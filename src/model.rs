//! Domain records - profile, workouts, sets

use chrono::{DateTime, Utc};
use clap::ValueEnum;
use serde::{Deserialize, Serialize};

/// Rest presets offered in the session header
pub const REST_PRESETS: [u32; 3] = [45, 60, 90];
pub const DEFAULT_REST_SECS: u32 = 60;
pub const DEFAULT_DIFFICULTY: u8 = 3;

/// Main training goal
#[derive(Debug, Clone, Copy, Serialize, Deserialize, PartialEq, Eq, Hash, ValueEnum)]
pub enum GoalType {
    Gym,
    Football,
    Tennis,
    Padel,
    Basketball,
    Running,
    Cycling,
    Strength,
    Hypertrophy,
}

impl GoalType {
    pub fn label(&self) -> &'static str {
        match self {
            GoalType::Gym => "Siłownia (ogólny)",
            GoalType::Football => "Piłka nożna",
            GoalType::Tennis => "Tenis",
            GoalType::Padel => "Padel",
            GoalType::Basketball => "Koszykówka",
            GoalType::Running => "Bieganie",
            GoalType::Cycling => "Rower",
            GoalType::Strength => "Siła maksymalna",
            GoalType::Hypertrophy => "Masa mięśniowa",
        }
    }
}

/// Training style requested from the coach
#[derive(Debug, Clone, Copy, Serialize, Deserialize, PartialEq, Eq, Hash, ValueEnum)]
pub enum PlanType {
    AiAdvisor,
    Fbw,
    Ppl,
    Split,
    HomeBodyweight,
    Cardio,
}

impl PlanType {
    pub fn label(&self) -> &'static str {
        match self {
            PlanType::AiAdvisor => "Doradca AI",
            PlanType::Fbw => "Full Body Workout",
            PlanType::Ppl => "Push Pull Legs",
            PlanType::Split => "Split",
            PlanType::HomeBodyweight => "Trening Domowy",
            PlanType::Cardio => "Cardio / Kondycja",
        }
    }
}

#[derive(Debug, Clone, Copy, Serialize, Deserialize, PartialEq, Eq, Default, ValueEnum)]
pub enum Level {
    Beginner,
    #[default]
    Intermediate,
    Advanced,
}

impl Level {
    pub fn label(&self) -> &'static str {
        match self {
            Level::Beginner => "początkujący",
            Level::Intermediate => "średniozaawansowany",
            Level::Advanced => "zaawansowany",
        }
    }
}

#[derive(Debug, Clone, Copy, Serialize, Deserialize, PartialEq, Eq, Default, ValueEnum)]
pub enum Gender {
    #[default]
    Male,
    Female,
    Unspecified,
}

/// Injury areas offered during onboarding
pub const COMMON_INJURIES: &[&str] = &[
    "Brak ograniczeń",
    "Kręgosłup lędźwiowy",
    "Kręgosłup szyjny",
    "Kolana",
    "Barki / Stożek rotatorów",
    "Nadgarstki",
    "Stawy skokowe",
    "Łokieć (tenisisty/golfisty)",
    "Inne / Wiele obszarów",
];

#[derive(Debug, Clone, Serialize, Deserialize, PartialEq)]
pub struct WeightEntry {
    pub date: DateTime<Utc>,
    pub weight: f64,
}

/// XP bookkeeping, bumped on every finished workout
#[derive(Debug, Clone, Serialize, Deserialize, PartialEq)]
pub struct Progress {
    pub xp: u32,
    pub level: u32,
}

impl Default for Progress {
    fn default() -> Self {
        Self { xp: 0, level: 1 }
    }
}

#[derive(Debug, Clone, Serialize, Deserialize, PartialEq)]
pub struct UserProfile {
    pub name: String,
    pub gender: Gender,
    pub age: u32,
    pub weight: f64,
    pub height: u32,
    pub goal: GoalType,
    #[serde(default)]
    pub goal_description: String,
    pub injuries: String,
    pub level: Level,
    #[serde(default)]
    pub is_pro: bool,
    #[serde(default = "default_true")]
    pub haptics_enabled: bool,
    #[serde(default = "default_rest")]
    pub preferred_rest_secs: u32,
    #[serde(default)]
    pub default_plan: Option<PlanType>,
    #[serde(default)]
    pub weight_history: Vec<WeightEntry>,
    #[serde(default)]
    pub progress: Progress,
}

fn default_true() -> bool {
    true
}

fn default_rest() -> u32 {
    DEFAULT_REST_SECS
}

impl UserProfile {
    /// Fresh profile as produced by onboarding
    pub fn new(name: &str, age: u32, weight: f64, height: u32, goal: GoalType) -> Self {
        Self {
            name: name.to_string(),
            gender: Gender::default(),
            age,
            weight,
            height,
            goal,
            goal_description: String::new(),
            injuries: COMMON_INJURIES[0].to_string(),
            level: Level::default(),
            is_pro: false,
            haptics_enabled: true,
            preferred_rest_secs: DEFAULT_REST_SECS,
            default_plan: None,
            weight_history: vec![WeightEntry { date: Utc::now(), weight }],
            progress: Progress::default(),
        }
    }

    pub fn has_injuries(&self) -> bool {
        let text = self.injuries.trim();
        !text.is_empty() && text != COMMON_INJURIES[0]
    }
}

/// One unit of work within an exercise
#[derive(Debug, Clone, Serialize, Deserialize, PartialEq)]
pub struct SetLog {
    pub reps: Option<u32>,
    pub weight: Option<f64>,
    #[serde(default)]
    pub duration_minutes: Option<u32>,
    pub completed: bool,
    pub difficulty: u8,
}

impl SetLog {
    pub fn planned(reps: Option<u32>, weight: Option<f64>, duration_minutes: Option<u32>) -> Self {
        Self {
            reps,
            weight,
            duration_minutes,
            completed: false,
            difficulty: DEFAULT_DIFFICULTY,
        }
    }

    /// Lifted volume in kg (weight x reps); zero when either is unset
    pub fn volume(&self) -> f64 {
        match (self.weight, self.reps) {
            (Some(w), Some(r)) => w * r as f64,
            _ => 0.0,
        }
    }
}

#[derive(Debug, Clone, Serialize, Deserialize, PartialEq)]
pub struct ExerciseLog {
    pub id: String,
    pub name: String,
    #[serde(default)]
    pub muscle_group: String,
    #[serde(default)]
    pub is_bodyweight: bool,
    #[serde(default)]
    pub is_timed: bool,
    pub sets: Vec<SetLog>,
}

impl ExerciseLog {
    pub fn is_done(&self) -> bool {
        self.sets.iter().all(|s| s.completed)
    }

    pub fn average_difficulty(&self) -> f64 {
        if self.sets.is_empty() {
            return 0.0;
        }
        self.sets.iter().map(|s| s.difficulty as f64).sum::<f64>() / self.sets.len() as f64
    }

    pub fn volume(&self) -> f64 {
        if self.is_bodyweight || self.is_timed {
            return 0.0;
        }
        self.sets.iter().map(SetLog::volume).sum()
    }
}

#[derive(Debug, Clone, Serialize, Deserialize, PartialEq)]
pub struct WarmupItem {
    pub name: String,
    #[serde(default)]
    pub instruction: String,
}

/// One complete workout attempt, active or historical
#[derive(Debug, Clone, Serialize, Deserialize, PartialEq)]
pub struct WorkoutSession {
    pub id: String,
    pub date: DateTime<Utc>,
    pub goal: GoalType,
    pub plan_type: PlanType,
    pub workout_title: String,
    #[serde(default)]
    pub warmup: Vec<WarmupItem>,
    pub exercises: Vec<ExerciseLog>,
    #[serde(default)]
    pub duration_seconds: u64,
    #[serde(default)]
    pub note: Option<String>,
    #[serde(default)]
    pub warmup_completed: bool,
    #[serde(default)]
    pub swaps_used: u32,
    #[serde(default)]
    pub tips_used: u32,
    #[serde(default)]
    pub ad_credits: u32,
}

impl WorkoutSession {
    pub fn exercise(&self, id: &str) -> Option<&ExerciseLog> {
        self.exercises.iter().find(|e| e.id == id)
    }

    /// Total lifted volume (kg) across all sets
    pub fn volume(&self) -> f64 {
        self.exercises.iter().map(ExerciseLog::volume).sum()
    }

    pub fn completed_sets(&self) -> usize {
        self.exercises
            .iter()
            .flat_map(|e| e.sets.iter())
            .filter(|s| s.completed)
            .count()
    }

    pub fn total_sets(&self) -> usize {
        self.exercises.iter().map(|e| e.sets.len()).sum()
    }
}

/// The single persisted application blob
#[derive(Debug, Clone, Default, Serialize, Deserialize, PartialEq)]
pub struct AppState {
    pub profile: Option<UserProfile>,
    #[serde(default)]
    pub history: Vec<WorkoutSession>,
    #[serde(default)]
    pub active: Option<WorkoutSession>,
}

/// `m:ss` clock used by the session header and the PDF report
pub fn format_clock(seconds: u64) -> String {
    format!("{}:{:02}", seconds / 60, seconds % 60)
}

===============

# Task to complete:
In the entries above, find each line with the word "Advanced" and return it.

# Solution to the problem:
    Advanced,
            Level::Advanced => "zaawansowany",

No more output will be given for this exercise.